(Stored data)
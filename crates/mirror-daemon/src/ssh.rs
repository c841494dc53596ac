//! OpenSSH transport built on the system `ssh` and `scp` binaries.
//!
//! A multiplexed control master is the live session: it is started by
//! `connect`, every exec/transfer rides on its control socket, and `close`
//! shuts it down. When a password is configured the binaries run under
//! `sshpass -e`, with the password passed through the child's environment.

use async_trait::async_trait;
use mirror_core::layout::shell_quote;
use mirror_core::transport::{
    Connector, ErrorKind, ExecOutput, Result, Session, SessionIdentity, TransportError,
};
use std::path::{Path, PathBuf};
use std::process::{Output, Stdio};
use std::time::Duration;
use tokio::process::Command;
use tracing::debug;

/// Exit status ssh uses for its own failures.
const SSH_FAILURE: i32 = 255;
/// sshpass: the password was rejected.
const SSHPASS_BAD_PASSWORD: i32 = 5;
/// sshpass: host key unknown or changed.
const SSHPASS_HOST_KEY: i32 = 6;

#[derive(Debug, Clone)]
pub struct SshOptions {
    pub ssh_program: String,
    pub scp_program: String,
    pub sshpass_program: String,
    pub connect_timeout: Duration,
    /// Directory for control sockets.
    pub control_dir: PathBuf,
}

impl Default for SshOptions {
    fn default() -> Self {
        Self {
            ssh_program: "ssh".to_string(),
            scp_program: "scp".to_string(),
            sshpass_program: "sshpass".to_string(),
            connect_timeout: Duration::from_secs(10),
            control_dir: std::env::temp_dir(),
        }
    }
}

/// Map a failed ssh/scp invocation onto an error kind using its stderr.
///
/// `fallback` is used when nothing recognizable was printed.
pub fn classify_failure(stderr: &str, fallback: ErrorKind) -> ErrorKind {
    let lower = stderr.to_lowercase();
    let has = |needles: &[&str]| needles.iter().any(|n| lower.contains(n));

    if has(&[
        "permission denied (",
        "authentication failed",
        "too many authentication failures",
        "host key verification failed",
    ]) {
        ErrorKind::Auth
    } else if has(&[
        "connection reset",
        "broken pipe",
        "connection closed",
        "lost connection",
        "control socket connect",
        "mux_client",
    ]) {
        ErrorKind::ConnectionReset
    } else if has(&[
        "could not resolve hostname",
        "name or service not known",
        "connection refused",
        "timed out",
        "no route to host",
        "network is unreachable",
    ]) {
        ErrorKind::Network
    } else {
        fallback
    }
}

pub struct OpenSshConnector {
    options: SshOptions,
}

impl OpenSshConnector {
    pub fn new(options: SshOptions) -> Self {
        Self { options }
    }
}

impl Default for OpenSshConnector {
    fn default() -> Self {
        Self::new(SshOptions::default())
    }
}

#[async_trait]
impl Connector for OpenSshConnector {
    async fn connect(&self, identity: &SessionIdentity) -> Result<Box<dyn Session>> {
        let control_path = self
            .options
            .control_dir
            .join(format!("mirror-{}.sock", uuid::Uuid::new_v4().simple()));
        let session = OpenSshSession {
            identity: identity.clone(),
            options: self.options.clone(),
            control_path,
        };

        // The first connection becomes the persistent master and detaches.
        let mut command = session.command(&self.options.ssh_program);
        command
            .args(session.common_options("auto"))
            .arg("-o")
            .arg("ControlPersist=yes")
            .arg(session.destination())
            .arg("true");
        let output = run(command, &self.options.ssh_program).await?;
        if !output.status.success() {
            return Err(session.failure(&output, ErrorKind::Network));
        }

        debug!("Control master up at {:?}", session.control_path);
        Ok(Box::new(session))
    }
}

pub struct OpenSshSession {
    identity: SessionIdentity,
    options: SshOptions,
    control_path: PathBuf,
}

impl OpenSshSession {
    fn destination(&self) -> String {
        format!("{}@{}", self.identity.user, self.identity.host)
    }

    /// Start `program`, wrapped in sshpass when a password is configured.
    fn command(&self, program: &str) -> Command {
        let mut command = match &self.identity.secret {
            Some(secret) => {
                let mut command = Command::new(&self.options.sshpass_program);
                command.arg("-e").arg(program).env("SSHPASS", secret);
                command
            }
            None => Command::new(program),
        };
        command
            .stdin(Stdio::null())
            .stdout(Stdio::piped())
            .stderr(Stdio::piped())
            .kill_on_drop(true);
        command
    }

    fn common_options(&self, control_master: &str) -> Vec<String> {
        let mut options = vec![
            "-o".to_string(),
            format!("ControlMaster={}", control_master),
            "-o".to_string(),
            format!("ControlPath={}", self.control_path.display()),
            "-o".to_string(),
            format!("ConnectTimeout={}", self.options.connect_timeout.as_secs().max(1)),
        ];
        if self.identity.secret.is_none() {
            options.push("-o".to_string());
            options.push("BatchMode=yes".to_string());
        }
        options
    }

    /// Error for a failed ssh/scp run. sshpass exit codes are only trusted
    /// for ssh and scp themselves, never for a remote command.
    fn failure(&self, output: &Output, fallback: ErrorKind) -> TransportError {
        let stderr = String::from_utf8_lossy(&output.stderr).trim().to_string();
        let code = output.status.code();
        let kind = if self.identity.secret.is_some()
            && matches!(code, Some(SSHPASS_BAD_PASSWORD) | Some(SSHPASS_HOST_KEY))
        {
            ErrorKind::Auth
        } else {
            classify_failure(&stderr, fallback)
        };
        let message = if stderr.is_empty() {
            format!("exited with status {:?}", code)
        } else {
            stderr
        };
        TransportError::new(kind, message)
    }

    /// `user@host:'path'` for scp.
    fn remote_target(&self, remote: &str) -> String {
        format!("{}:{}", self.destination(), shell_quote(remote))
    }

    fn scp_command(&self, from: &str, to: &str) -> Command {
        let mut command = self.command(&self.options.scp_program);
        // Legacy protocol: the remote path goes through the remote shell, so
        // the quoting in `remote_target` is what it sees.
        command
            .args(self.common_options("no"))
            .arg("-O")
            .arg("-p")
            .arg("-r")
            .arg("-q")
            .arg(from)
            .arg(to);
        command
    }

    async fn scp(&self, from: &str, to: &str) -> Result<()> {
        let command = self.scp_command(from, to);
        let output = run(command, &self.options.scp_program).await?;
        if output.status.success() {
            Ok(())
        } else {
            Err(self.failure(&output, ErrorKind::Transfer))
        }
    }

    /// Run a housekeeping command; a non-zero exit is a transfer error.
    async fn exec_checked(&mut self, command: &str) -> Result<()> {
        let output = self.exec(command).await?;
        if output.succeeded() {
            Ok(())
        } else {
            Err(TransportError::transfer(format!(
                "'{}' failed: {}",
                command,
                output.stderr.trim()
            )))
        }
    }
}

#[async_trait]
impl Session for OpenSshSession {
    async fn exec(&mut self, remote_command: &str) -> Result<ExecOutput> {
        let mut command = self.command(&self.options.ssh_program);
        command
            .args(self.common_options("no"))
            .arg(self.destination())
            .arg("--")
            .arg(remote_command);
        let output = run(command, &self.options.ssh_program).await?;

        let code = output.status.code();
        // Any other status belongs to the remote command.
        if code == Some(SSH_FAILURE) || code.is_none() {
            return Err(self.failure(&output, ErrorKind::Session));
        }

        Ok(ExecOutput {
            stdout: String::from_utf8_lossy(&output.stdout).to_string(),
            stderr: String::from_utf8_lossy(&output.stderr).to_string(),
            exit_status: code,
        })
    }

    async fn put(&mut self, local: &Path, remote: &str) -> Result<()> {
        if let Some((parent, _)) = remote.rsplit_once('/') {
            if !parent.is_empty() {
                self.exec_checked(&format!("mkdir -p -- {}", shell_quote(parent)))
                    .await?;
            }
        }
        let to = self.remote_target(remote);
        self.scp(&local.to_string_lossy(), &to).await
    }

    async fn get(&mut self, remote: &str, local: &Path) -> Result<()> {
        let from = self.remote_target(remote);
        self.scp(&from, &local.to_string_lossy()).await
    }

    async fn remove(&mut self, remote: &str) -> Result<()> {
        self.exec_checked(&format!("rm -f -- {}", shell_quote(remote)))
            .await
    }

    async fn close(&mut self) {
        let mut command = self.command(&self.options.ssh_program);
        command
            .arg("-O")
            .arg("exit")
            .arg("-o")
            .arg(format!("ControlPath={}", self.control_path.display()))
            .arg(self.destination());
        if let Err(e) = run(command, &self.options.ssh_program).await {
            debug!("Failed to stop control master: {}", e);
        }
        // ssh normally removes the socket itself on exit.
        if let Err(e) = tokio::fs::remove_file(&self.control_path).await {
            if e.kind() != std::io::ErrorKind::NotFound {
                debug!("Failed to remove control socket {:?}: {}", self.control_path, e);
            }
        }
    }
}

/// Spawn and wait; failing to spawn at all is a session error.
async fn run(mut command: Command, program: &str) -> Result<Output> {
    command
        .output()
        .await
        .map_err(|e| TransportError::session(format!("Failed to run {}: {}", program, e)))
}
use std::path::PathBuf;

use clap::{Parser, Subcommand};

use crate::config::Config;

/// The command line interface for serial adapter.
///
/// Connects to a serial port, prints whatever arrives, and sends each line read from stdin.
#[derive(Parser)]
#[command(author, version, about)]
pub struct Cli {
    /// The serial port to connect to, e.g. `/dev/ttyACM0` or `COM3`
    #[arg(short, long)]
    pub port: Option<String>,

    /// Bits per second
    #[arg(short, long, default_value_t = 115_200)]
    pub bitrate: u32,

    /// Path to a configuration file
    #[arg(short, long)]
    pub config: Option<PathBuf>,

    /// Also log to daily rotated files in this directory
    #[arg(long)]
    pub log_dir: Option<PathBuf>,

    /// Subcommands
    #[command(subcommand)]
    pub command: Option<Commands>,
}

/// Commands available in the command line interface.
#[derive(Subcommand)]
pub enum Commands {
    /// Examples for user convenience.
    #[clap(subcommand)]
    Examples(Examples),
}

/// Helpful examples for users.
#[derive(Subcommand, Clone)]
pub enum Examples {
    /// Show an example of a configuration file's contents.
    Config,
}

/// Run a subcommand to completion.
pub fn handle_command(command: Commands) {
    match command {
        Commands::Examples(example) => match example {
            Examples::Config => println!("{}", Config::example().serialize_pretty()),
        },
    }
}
==
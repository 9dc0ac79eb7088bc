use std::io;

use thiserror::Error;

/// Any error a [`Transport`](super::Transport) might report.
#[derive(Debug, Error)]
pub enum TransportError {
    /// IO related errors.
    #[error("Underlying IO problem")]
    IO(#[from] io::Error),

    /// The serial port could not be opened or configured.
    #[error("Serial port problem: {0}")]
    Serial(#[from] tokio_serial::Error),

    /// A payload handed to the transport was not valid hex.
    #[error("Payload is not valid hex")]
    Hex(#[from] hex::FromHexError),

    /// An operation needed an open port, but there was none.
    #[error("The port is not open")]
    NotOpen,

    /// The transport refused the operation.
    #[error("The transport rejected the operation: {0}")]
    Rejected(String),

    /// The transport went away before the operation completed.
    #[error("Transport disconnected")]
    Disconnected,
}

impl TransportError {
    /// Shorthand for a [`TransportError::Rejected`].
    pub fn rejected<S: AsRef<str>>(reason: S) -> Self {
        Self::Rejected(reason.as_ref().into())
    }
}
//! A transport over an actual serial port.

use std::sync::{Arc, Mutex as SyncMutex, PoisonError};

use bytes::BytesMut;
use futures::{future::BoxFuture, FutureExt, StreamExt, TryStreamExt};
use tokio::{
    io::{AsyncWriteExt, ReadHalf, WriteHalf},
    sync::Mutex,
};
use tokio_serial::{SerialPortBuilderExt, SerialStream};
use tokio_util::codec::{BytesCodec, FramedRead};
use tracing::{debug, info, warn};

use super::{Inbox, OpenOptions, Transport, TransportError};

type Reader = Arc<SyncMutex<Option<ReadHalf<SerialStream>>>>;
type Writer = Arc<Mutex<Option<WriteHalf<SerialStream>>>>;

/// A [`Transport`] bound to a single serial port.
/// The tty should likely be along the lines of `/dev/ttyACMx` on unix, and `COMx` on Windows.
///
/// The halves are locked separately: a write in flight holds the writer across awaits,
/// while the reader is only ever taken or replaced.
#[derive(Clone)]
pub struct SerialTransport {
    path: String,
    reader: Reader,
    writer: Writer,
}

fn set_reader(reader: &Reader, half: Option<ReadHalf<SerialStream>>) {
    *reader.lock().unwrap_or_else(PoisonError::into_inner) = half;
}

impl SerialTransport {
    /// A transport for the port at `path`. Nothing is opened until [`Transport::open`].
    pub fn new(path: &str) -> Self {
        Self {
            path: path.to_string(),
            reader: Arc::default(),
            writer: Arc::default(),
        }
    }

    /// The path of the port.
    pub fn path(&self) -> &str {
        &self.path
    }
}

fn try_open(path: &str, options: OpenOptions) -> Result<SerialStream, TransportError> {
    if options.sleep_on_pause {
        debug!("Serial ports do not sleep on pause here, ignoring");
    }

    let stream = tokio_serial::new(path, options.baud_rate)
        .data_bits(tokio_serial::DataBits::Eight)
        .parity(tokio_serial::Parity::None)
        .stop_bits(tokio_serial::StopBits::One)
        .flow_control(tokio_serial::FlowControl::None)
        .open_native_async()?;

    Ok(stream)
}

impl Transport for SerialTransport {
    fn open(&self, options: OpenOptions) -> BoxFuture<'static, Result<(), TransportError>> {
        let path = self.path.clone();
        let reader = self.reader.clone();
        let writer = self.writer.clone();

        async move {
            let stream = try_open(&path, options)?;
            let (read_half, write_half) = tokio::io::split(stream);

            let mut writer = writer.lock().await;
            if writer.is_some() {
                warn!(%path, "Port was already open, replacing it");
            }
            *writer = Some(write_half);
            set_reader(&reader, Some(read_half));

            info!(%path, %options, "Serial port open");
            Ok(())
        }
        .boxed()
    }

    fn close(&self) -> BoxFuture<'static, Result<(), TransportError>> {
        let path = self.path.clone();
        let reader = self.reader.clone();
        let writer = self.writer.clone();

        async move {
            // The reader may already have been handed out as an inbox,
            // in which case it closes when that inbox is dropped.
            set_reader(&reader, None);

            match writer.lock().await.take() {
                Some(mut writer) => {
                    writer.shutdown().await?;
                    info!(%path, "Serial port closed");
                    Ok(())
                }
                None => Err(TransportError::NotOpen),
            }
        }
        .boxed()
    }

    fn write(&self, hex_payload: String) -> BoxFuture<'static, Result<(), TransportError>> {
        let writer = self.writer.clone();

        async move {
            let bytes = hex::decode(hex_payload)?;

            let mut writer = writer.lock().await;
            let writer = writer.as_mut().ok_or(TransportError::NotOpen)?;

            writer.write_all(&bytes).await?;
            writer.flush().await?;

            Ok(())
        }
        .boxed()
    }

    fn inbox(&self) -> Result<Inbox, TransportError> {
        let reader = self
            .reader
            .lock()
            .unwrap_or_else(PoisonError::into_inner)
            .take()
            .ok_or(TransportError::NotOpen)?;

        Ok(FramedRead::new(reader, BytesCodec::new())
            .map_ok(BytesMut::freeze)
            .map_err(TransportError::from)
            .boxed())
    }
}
---
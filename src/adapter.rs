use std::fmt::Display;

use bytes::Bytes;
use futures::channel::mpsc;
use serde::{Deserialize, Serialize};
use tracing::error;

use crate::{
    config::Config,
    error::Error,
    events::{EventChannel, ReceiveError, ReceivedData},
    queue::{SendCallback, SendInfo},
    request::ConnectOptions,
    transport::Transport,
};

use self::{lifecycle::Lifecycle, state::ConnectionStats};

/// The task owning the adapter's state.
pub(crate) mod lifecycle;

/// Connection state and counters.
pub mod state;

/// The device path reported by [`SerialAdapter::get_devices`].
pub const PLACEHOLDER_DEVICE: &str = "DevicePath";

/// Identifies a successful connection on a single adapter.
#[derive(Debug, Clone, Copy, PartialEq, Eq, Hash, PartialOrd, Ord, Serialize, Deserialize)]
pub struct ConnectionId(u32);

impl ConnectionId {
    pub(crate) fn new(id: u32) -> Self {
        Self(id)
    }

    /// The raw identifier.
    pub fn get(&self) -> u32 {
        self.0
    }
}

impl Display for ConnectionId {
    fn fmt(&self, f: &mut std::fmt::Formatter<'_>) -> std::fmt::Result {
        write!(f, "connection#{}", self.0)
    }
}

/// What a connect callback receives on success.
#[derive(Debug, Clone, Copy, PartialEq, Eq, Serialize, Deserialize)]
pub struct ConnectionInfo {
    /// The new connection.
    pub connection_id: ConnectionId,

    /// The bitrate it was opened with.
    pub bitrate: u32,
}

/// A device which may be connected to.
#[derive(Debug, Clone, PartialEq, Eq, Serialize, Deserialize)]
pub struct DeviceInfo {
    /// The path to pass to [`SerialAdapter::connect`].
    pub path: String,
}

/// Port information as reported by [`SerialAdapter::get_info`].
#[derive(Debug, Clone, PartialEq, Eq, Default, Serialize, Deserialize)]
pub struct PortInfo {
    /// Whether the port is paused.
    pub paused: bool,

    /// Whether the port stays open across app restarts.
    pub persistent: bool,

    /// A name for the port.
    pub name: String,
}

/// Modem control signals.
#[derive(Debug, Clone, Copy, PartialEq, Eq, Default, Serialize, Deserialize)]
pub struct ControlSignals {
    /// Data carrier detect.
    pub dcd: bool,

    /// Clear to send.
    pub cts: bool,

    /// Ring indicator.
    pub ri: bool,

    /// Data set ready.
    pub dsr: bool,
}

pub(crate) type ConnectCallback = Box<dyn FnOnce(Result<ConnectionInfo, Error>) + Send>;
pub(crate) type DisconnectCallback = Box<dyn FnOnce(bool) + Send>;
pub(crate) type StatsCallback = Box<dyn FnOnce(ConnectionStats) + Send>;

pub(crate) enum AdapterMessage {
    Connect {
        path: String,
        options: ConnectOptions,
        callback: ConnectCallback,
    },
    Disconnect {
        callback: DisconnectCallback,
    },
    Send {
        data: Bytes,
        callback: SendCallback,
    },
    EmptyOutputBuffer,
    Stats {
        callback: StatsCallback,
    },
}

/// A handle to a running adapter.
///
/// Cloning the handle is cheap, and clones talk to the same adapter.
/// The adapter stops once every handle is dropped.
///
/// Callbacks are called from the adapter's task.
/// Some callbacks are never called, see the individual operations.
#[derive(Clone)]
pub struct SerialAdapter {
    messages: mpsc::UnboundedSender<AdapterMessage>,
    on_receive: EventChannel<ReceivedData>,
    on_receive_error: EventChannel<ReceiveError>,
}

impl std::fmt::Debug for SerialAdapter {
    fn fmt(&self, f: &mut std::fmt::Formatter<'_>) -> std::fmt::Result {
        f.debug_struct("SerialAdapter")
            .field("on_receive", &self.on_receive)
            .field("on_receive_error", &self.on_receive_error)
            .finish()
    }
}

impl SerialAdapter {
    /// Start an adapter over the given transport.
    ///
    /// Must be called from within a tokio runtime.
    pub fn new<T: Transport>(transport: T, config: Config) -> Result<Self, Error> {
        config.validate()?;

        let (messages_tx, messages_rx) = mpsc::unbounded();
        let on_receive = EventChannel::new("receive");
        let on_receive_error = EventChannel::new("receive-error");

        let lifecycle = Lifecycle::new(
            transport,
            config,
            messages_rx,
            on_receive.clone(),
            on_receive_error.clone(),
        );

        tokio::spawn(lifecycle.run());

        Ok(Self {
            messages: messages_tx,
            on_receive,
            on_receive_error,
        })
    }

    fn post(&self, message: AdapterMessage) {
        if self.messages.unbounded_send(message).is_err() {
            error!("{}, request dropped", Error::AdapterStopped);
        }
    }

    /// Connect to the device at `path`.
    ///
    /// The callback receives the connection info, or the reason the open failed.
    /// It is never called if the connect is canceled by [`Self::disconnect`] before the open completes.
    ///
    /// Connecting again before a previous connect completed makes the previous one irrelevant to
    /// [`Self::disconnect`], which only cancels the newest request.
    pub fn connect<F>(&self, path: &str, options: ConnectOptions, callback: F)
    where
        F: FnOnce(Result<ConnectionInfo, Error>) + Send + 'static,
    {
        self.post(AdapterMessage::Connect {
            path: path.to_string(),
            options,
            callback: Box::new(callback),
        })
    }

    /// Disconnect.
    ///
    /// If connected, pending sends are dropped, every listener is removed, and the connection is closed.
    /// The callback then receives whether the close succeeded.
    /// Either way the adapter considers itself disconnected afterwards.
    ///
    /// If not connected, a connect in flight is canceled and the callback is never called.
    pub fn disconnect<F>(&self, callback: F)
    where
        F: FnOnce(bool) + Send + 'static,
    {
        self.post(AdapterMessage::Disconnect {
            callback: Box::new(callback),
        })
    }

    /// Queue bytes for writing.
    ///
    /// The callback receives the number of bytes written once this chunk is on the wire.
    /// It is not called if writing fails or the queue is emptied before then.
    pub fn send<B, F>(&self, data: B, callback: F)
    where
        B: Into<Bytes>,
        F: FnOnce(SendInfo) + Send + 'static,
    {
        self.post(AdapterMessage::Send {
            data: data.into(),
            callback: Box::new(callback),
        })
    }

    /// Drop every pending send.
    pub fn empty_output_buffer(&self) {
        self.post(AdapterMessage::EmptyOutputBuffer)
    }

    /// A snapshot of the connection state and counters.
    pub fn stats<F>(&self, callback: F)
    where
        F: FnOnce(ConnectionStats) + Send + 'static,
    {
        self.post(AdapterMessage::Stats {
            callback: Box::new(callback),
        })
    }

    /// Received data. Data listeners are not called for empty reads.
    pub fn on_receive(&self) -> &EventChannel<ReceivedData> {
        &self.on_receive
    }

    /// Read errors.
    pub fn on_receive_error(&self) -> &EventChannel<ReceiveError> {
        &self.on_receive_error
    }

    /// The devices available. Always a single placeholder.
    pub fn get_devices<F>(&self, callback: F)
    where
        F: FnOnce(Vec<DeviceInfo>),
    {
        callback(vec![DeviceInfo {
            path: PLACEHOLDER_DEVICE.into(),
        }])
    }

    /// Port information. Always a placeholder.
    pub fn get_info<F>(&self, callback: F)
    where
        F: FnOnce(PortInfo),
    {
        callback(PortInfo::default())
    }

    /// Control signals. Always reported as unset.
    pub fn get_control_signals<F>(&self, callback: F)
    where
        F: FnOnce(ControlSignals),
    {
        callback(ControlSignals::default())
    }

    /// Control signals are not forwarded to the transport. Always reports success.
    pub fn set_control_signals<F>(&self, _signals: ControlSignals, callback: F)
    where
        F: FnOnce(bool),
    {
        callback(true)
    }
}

### REQUIRED ACTION
Give back the records above exactly, limited to the lines between the one holding "Clear to send." and the one holding "pub(crate) type ConnectCallback", inclusive.

### TASK OUTPUT
    /// Clear to send.
    pub cts: bool,

    /// Ring indicator.
    pub ri: bool,

    /// Data set ready.
    pub dsr: bool,
}

pub(crate) type ConnectCallback = Box<dyn FnOnce(Result<ConnectionInfo, Error>) + Send>;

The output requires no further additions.